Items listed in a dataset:
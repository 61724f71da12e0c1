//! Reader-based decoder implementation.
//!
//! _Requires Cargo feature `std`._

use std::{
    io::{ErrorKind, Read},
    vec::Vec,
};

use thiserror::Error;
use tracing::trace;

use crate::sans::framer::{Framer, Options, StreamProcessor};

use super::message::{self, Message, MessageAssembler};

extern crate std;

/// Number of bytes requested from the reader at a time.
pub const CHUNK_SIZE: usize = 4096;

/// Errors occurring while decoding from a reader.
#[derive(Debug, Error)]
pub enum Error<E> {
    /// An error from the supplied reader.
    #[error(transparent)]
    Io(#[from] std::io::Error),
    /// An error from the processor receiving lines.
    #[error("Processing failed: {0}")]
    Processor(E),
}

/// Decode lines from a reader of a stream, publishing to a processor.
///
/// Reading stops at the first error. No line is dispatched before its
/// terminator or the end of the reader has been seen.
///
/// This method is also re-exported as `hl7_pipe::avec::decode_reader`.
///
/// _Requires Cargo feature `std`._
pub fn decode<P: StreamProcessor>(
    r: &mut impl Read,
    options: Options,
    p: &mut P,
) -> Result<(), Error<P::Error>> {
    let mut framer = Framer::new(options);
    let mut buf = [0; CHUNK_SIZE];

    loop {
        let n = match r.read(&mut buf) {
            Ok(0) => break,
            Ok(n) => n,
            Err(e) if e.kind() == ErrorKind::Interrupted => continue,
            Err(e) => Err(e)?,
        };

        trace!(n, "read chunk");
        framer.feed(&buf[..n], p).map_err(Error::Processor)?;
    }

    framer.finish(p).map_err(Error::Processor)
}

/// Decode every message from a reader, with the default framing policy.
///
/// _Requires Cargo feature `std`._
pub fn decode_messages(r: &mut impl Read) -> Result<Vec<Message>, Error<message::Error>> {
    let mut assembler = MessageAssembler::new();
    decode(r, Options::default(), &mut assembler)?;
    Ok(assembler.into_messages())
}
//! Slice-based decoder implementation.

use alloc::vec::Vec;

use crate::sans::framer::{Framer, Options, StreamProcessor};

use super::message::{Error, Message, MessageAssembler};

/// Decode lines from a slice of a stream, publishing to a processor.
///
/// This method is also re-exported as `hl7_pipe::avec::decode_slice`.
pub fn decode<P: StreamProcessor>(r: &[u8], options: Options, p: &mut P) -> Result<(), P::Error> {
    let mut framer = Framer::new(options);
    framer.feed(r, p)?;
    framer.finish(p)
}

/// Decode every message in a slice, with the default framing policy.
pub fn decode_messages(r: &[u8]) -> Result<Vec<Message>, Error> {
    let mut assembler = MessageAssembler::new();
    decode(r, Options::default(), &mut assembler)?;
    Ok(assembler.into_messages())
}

__PROBLEM REQUIREMENTS__: Looking at the data above, count each line that holds the word "publishing" and report the count alone.

__ANSWER TO THIS TASK__: 2